Chapter 7 Labs: Continuous Control for Ranking¶
These labs explore the transition from discrete template selection to continuous action optimization. You will use the Q-Ensemble architecture and the Cross-Entropy Method (CEM) optimizer to learn fine-grained ranking policies.
Lab 7.1: The Q-Ensemble and Uncertainty¶
Objective: Understand how the ensemble provides uncertainty estimates that enable exploration.
Files:
- zoosim/policies/q_ensemble.py: The implementation of the regressor.
- tests/ch07/test_q_ensemble.py: Validation tests.
Instructions:
1. Run the unit tests to verify the ensemble logic:
bash
uv run pytest tests/ch07/test_q_ensemble.py
2. Open zoosim/policies/q_ensemble.py. Look at predict. Notice how it returns std across the ensemble members.
3. Experiment: In a Python shell (or new script), create a QEnsembleRegressor. Train it on a small dataset (e.g., points on a sine wave). Query it at points far from the training data.
- Does std increase?
- How does n_ensembles affect the quality of the uncertainty estimate?
Lab 7.2: Optimizing with CEM¶
Objective: Visualize how CEM finds the maximum of a function without gradients.
Files:
- zoosim/optimizers/cem.py: The optimizer.
- tests/ch07/test_cem.py: Validation tests.
Instructions:
1. Run the CEM tests:
bash
uv run pytest tests/ch07/test_cem.py
2. Constraint Check: The test test_cem_trust_region_projection verifies that the optimizer respects trust regions. Why is this important for a live production system? (Hint: Safety).

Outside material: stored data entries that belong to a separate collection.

// ── Unit tests ────────────────────────────────────────────────────────────────

#[cfg(test)]
#[allow(clippy::unwrap_used, clippy::expect_used)]
mod tests {
    use std::collections::HashSet;
    use std::path::{Path, PathBuf};
    use std::sync::Mutex;

    use anyhow::Result;

    use super::*;
    use crate::application::ports::CommitOutcome;
    use crate::application::services::test_support::{exit_status, RecordingReporter};
    use crate::domain::detection::DetectionRule;
    use crate::domain::exec::{CommandSpec, InstallerTech};
    use crate::domain::task::{
        ArtifactSpec, AssignmentStatusReport, DownloadSource, JobStatusReport, MaintenanceWindow,
        OneOffJob, PackageRef, ServiceAssignment, SourceKind,
    };

    const TIMEOUT: Duration = Duration::from_secs(60);

    struct AuthoritySpy {
        with_uninstall: bool,
        progress: Mutex<Vec<DeploymentStatus>>,
    }

    impl AuthoritySpy {
        fn new(with_uninstall: bool) -> Self {
            Self {
                with_uninstall,
                progress: Mutex::new(Vec::new()),
            }
        }
    }

    impl Authority for AuthoritySpy {
        async fn fetch_jobs(&self) -> Result<Vec<OneOffJob>> {
            anyhow::bail!("not expected")
        }
        async fn fetch_deployments(&self) -> Result<Vec<PackageDeployment>> {
            anyhow::bail!("not expected")
        }
        async fn fetch_assignments(&self) -> Result<Vec<ServiceAssignment>> {
            anyhow::bail!("not expected")
        }
        async fn artifact_spec(&self, package: &PackageRef) -> Result<ArtifactSpec> {
            Ok(ArtifactSpec {
                filename: format!("{}.msi", package.name),
                sha256: "cafe".to_string(),
                size_bytes: 16,
                technology: InstallerTech::Script,
                install: CommandSpec {
                    program: "install".to_string(),
                    args: vec!["{file}".to_string()],
                    requires_admin: false,
                    timeout_secs: None,
                },
                uninstall: self.with_uninstall.then(|| CommandSpec {
                    program: "uninstall".to_string(),
                    args: vec![],
                    requires_admin: false,
                    timeout_secs: None,
                }),
                sources: vec![DownloadSource {
                    kind: SourceKind::Http,
                    url: "https://depot/pkg".to_string(),
                    priority: 1,
                }],
            })
        }
        async fn detection_rules(&self, package: &PackageRef) -> Result<Vec<DetectionRule>> {
            Ok(vec![DetectionRule::Package {
                id: package.name.clone(),
            }])
        }
        async fn report_job(&self, _: &str, _: &JobStatusReport) -> Result<()> {
            anyhow::bail!("not expected")
        }
        async fn report_deployment(&self, _: &str, report: &DeploymentStatusReport) -> Result<()> {
            self.progress.lock().expect("lock").push(report.status);
            Ok(())
        }
        async fn report_assignment(&self, _: &str, _: &AssignmentStatusReport) -> Result<()> {
            anyhow::bail!("not expected")
        }
    }

    struct InspectorStub {
        installed: HashSet<String>,
    }
    impl InspectorStub {
        fn with(installed: &[&str]) -> Self {
            Self {
                installed: installed.iter().map(ToString::to_string).collect(),
            }
        }
    }
    impl SystemInspector for InspectorStub {
        async fn package_version(&self, id: &str) -> Result<Option<String>> {
            Ok(self.installed.contains(id).then(|| "1.0.0".to_string()))
        }
        async fn config_value(&self, _: &str, _: Option<&str>) -> Result<Option<String>> {
            Ok(None)
        }
        async fn file_exists(&self, _: &str) -> Result<bool> {
            Ok(false)
        }
        async fn file_version(&self, _: &str) -> Result<Option<semver::Version>> {
            Ok(None)
        }
        async fn service_registered(&self, _: &str) -> Result<bool> {
            Ok(false)
        }
    }

    struct StoreStub;
    impl ArtifactStore for StoreStub {
        async fn stage(&self) -> Result<PathBuf> {
            Ok(PathBuf::from("/stage/x.part"))
        }
        async fn lookup(&self, _: &str) -> Result<Option<PathBuf>> {
            Ok(None)
        }
        async fn commit(&self, _: &Path, sha: &str, filename: &str) -> Result<CommitOutcome> {
            Ok(CommitOutcome::Committed(PathBuf::from(format!(
                "/cache/{sha}/{filename}"
            ))))
        }
    }

    struct FetcherStub;
    impl ArtifactFetcher for FetcherStub {
        async fn download(&self, _: &DownloadSource, _: &Path) -> Result<u64> {
            Ok(16)
        }
    }

    struct RunnerSpy {
        exit_code: i32,
        programs: Mutex<Vec<String>>,
    }
    impl RunnerSpy {
        fn with_exit(exit_code: i32) -> Self {
            Self {
                exit_code,
                programs: Mutex::new(Vec::new()),
            }
        }
    }
    impl CommandRunner for RunnerSpy {
        async fn run(&self, program: &str, args: &[&str]) -> Result<std::process::Output> {
            self.run_with_timeout(program, args, TIMEOUT).await
        }
        async fn run_with_timeout(
            &self,
            program: &str,
            _args: &[&str],
            _timeout: Duration,
        ) -> Result<std::process::Output> {
            self.programs.lock().expect("lock").push(program.to_string());
            Ok(std::process::Output {
                status: exit_status(self.exit_code),
                stdout: Vec::new(),
                stderr: b"installer error".to_vec(),
            })
        }
    }

    struct Elevated;
    impl PrivilegeProbe for Elevated {
        async fn is_elevated(&self) -> bool {
            true
        }
    }

    fn deployment(mode: DeployMode) -> PackageDeployment {
        PackageDeployment {
            id: "dep-1".to_string(),
            package: PackageRef {
                name: "relay".to_string(),
                version: "2.0.0".to_string(),
            },
            mode,
            window: None,
        }
    }

    async fn run(
        dep: &PackageDeployment,
        authority: &AuthoritySpy,
        inspector: &InspectorStub,
        runner: &RunnerSpy,
        hour: u8,
    ) -> DeploymentStatusReport {
        handle_deployment(
            dep,
            authority,
            inspector,
            &StoreStub,
            &FetcherStub,
            runner,
            &Elevated,
            &RecordingReporter::default(),
            TIMEOUT,
            hour,
        )
        .await
    }

    #[tokio::test]
    async fn outside_window_is_skipped_with_window_named() {
        let mut dep = deployment(DeployMode::Required);
        dep.window = Some(MaintenanceWindow {
            start_hour: 22,
            end_hour: 4,
        });
        let runner = RunnerSpy::with_exit(0);
        let report = run(
            &dep,
            &AuthoritySpy::new(false),
            &InspectorStub::with(&[]),
            &runner,
            12,
        )
        .await;
        assert_eq!(report.status, DeploymentStatus::Skipped);
        assert!(report.error.expect("reason").contains("22-04"));
        assert!(runner.programs.lock().expect("lock").is_empty());
    }

    #[tokio::test]
    async fn inside_wrapping_window_proceeds() {
        let mut dep = deployment(DeployMode::Required);
        dep.window = Some(MaintenanceWindow {
            start_hour: 22,
            end_hour: 4,
        });
        let runner = RunnerSpy::with_exit(0);
        let report = run(
            &dep,
            &AuthoritySpy::new(false),
            &InspectorStub::with(&[]),
            &runner,
            23,
        )
        .await;
        assert_eq!(report.status, DeploymentStatus::Success);
    }

    #[tokio::test]
    async fn available_mode_takes_no_action() {
        let runner = RunnerSpy::with_exit(0);
        let report = run(
            &deployment(DeployMode::Available),
            &AuthoritySpy::new(false),
            &InspectorStub::with(&[]),
            &runner,
            12,
        )
        .await;
        assert_eq!(report.status, DeploymentStatus::Skipped);
        assert!(runner.programs.lock().expect("lock").is_empty());
    }

    #[tokio::test]
    async fn required_already_installed_reports_success_without_running() {
        let runner = RunnerSpy::with_exit(0);
        let report = run(
            &deployment(DeployMode::Required),
            &AuthoritySpy::new(false),
            &InspectorStub::with(&["relay"]),
            &runner,
            12,
        )
        .await;
        assert_eq!(report.status, DeploymentStatus::Success);
        assert!(runner.programs.lock().expect("lock").is_empty());
    }

    #[tokio::test]
    async fn required_install_posts_intermediate_statuses_in_order() {
        let authority = AuthoritySpy::new(false);
        let runner = RunnerSpy::with_exit(0);
        let report = run(
            &deployment(DeployMode::Required),
            &authority,
            &InspectorStub::with(&[]),
            &runner,
            12,
        )
        .await;
        assert_eq!(report.status, DeploymentStatus::Success);
        assert_eq!(
            *authority.progress.lock().expect("lock"),
            vec![DeploymentStatus::Downloading, DeploymentStatus::Installing]
        );
    }

    #[tokio::test]
    async fn failed_install_carries_classification_detail_and_exit_code() {
        let runner = RunnerSpy::with_exit(7);
        let report = run(
            &deployment(DeployMode::Required),
            &AuthoritySpy::new(false),
            &InspectorStub::with(&[]),
            &runner,
            12,
        )
        .await;
        assert_eq!(report.status, DeploymentStatus::Failed);
        assert_eq!(report.exit_code, Some(7));
        let error = report.error.expect("error");
        assert!(error.contains("installer error"), "got: {error}");
    }

    #[tokio::test]
    async fn uninstall_of_absent_package_is_skipped() {
        let runner = RunnerSpy::with_exit(0);
        let report = run(
            &deployment(DeployMode::Uninstall),
            &AuthoritySpy::new(true),
            &InspectorStub::with(&[]),
            &runner,
            12,
        )
        .await;
        assert_eq!(report.status, DeploymentStatus::Skipped);
        assert!(runner.programs.lock().expect("lock").is_empty());
    }

    #[tokio::test]
    async fn uninstall_of_present_package_runs_uninstaller() {
        let runner = RunnerSpy::with_exit(0);
        let report = run(
            &deployment(DeployMode::Uninstall),
            &AuthoritySpy::new(true),
            &InspectorStub::with(&["relay"]),
            &runner,
            12,
        )
        .await;
        assert_eq!(report.status, DeploymentStatus::Success);
        assert_eq!(*runner.programs.lock().expect("lock"), vec!["uninstall"]);
    }

    #[tokio::test]
    async fn uninstall_without_declared_command_is_fatal_configuration() {
        let runner = RunnerSpy::with_exit(0);
        let report = run(
            &deployment(DeployMode::Uninstall),
            &AuthoritySpy::new(false),
            &InspectorStub::with(&["relay"]),
            &runner,
            12,
        )
        .await;
        assert_eq!(report.status, DeploymentStatus::Failed);
        assert_eq!(report.error_kind, Some(FailureKind::FatalConfiguration));
    }
}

Lab 7.3: Continuous Actions Demo (The "Optimizer in the Loop")¶
Objective: Train a continuous RL agent to beat the best static template.
Files:
- scripts/ch07/continuous_actions_demo.py: The main training loop.
Instructions:
1. Run the demo with default settings (this takes ~1-2 minutes):
bash
python scripts/ch07/continuous_actions_demo.py --n-episodes 3000
2. Observe the learning curve:
- Early episodes: The agent (CEM) performs worse than random/static because it is exploring (high beta).

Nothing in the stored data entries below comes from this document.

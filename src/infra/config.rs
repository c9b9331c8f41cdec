//! Configuration loading and the local service-config writer.
//!
//! The agent directory defaults to `~/.steward/`; the config file is
//! `agent.yaml` inside it. Rendered service configuration is written
//! atomically (temp file + rename) to prevent half-written files.

use std::path::PathBuf;
use std::time::Duration;

use anyhow::{Context, Result};
use tokio::sync::watch;

use crate::application::ports::ServiceConfigWriter;
use crate::domain::config::{self, AgentConfig};

const CONFIG_FILENAME: &str = "agent.yaml";

/// Returns `~/.steward`.
///
/// # Errors
///
/// Returns an error if the home directory cannot be determined.
pub fn agent_dir() -> Result<PathBuf> {
    let home = dirs::home_dir().ok_or_else(|| anyhow::anyhow!("cannot determine home directory"))?;
    Ok(home.join(".steward"))
}

/// Loads the agent configuration and gates startup on registration.
#[derive(Debug, Clone)]
pub struct ConfigStore {
    path: PathBuf,
}

impl ConfigStore {
    /// Store reading the default path (`~/.steward/agent.yaml`).
    ///
    /// # Errors
    ///
    /// Returns an error if the home directory cannot be determined.
    pub fn new() -> Result<Self> {
        Ok(Self::with_path(agent_dir()?.join(CONFIG_FILENAME)))
    }

    /// Store reading an explicit path (used by `--config` and tests).
    #[must_use]
    pub const fn with_path(path: PathBuf) -> Self {
        Self { path }
    }

    #[must_use]
    pub fn path(&self) -> &std::path::Path {
        &self.path
    }

    /// Load the configuration without validating it.
    ///
    /// # Errors
    ///
    /// Returns an error if the file is missing, unreadable, or unparsable.
    pub fn load(&self) -> Result<AgentConfig> {
        let content = std::fs::read_to_string(&self.path)
            .with_context(|| format!("reading config file {}", self.path.display()))?;
        serde_yaml::from_str(&content)
            .with_context(|| format!("parsing config file {}", self.path.display()))
    }

    /// Load and validate the configuration.
    ///
    /// # Errors
    ///
    /// Returns an error if the file is missing, unreadable, unparsable, or
    /// fails validation.
    pub fn load_validated(&self) -> Result<AgentConfig> {
        let loaded = self.load()?;
        config::validate(&loaded)?;
        Ok(loaded)
    }

    /// Poll the config file until it parses and reports a registered node.
    ///
    /// Returns `None` when shutdown was requested while waiting. This is the
    /// readiness gate: a missing or invalid local config pauses the agent
    /// until an operator (or the bootstrap flow) restores it.
    pub async fn wait_until_registered(
        &self,
        mut shutdown: watch::Receiver<bool>,
        poll: Duration,
    ) -> Option<AgentConfig> {
        loop {
            if *shutdown.borrow() {
                return None;
            }
            let delay = match self.load() {
                Ok(loaded) if loaded.is_registered() && config::validate(&loaded).is_ok() => {
                    return Some(loaded);
                }
                Ok(loaded) => {
                    tracing::info!(
                        path = %self.path.display(),
                        "config present but node not registered yet; waiting"
                    );
                    Duration::from_secs(loaded.poll.readiness_poll_secs)
                }
                Err(e) => {
                    tracing::info!(
                        path = %self.path.display(),
                        "agent not configured yet; waiting: {e:#}"
                    );
                    poll
                }
            };
            tokio::select! {
                () = tokio::time::sleep(delay) => {}
                _ = shutdown.changed() => {}
            }
        }
    }
}

// ── Service config writer ─────────────────────────────────────────────────────

/// Writes rendered service configuration under `<dir>/<service>/<filename>`.
#[derive(Debug, Clone)]
pub struct LocalServiceConfigWriter {
    dir: PathBuf,
}

impl LocalServiceConfigWriter {
    #[must_use]
    pub const fn new(dir: PathBuf) -> Self {
        Self { dir }
    }
}

impl ServiceConfigWriter for LocalServiceConfigWriter {
    async fn write_rendered(
        &self,
        service: &str,
        filename: &str,
        contents: &str,
    ) -> Result<PathBuf> {
        let dir = self.dir.join(service);
        let path = dir.join(filename);
        let contents = contents.to_string();
        let final_path = path.clone();
        tokio::task::spawn_blocking(move || {
            std::fs::create_dir_all(&dir)
                .with_context(|| format!("creating directory {}", dir.display()))?;
            let temp = path.with_extension("tmp");
            std::fs::write(&temp, contents)
                .with_context(|| format!("writing temp file {}", temp.display()))?;
            std::fs::rename(&temp, &path)
                .with_context(|| format!("finalizing config file {}", path.display()))?;
            Ok::<_, anyhow::Error>(())
        })
        .await
        .context("config write task panicked")??;
        Ok(final_path)
    }
}

// ── Unit tests ────────────────────────────────────────────────────────────────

- Middle episodes: As beta decays and the Q-model improves, performance climbs.
- Final episodes: Does it beat the "Static" baseline? (It should, by 10-30%).
Extensions (Try these!):
1. Greedy vs. UCB: Modify the script to set beta = 0.0 from the start. Does the agent get stuck in a local optimum (suboptimal policy)?
2. Trust Regions: Modify CEMAgent.select_action in the script to pass trust_region_center=prev_action (you'll need to track the previous action). Set trust_region_radius=0.1.
- Hypothesis: This should make learning smoother but potentially slower to react to context changes.
Acceptance Criteria¶
- [ ]
pytest tests/ch07passes (verifies core math components). - [ ]
continuous_actions_demo.pyruns to completion. - [ ] The CEM agent achieves > 1.1x the GMV of the Static baseline in the final evaluation blocks of the demo.
- [ ] Compared on the same evaluation protocol, the CEM agent matches or exceeds the best rich-feature bandit from Chapter 6 (LinUCB/TS) on GMV, within error bars.
- [ ] Trust-region tuning experiments keep \(\Delta\text{rank}@k\) within an acceptable band (no catastrophic rank flips) while still improving GMV over the static and rich-feature baselines.
- [ ] An uncertainty calibration check (following §7.5.3) has been run on logged \((\mu, \sigma, r)\) triples from
continuous_actions_demo.py, and the resulting standardized errors show reasonable coverage (e.g., empirical 95% interval close to the nominal target).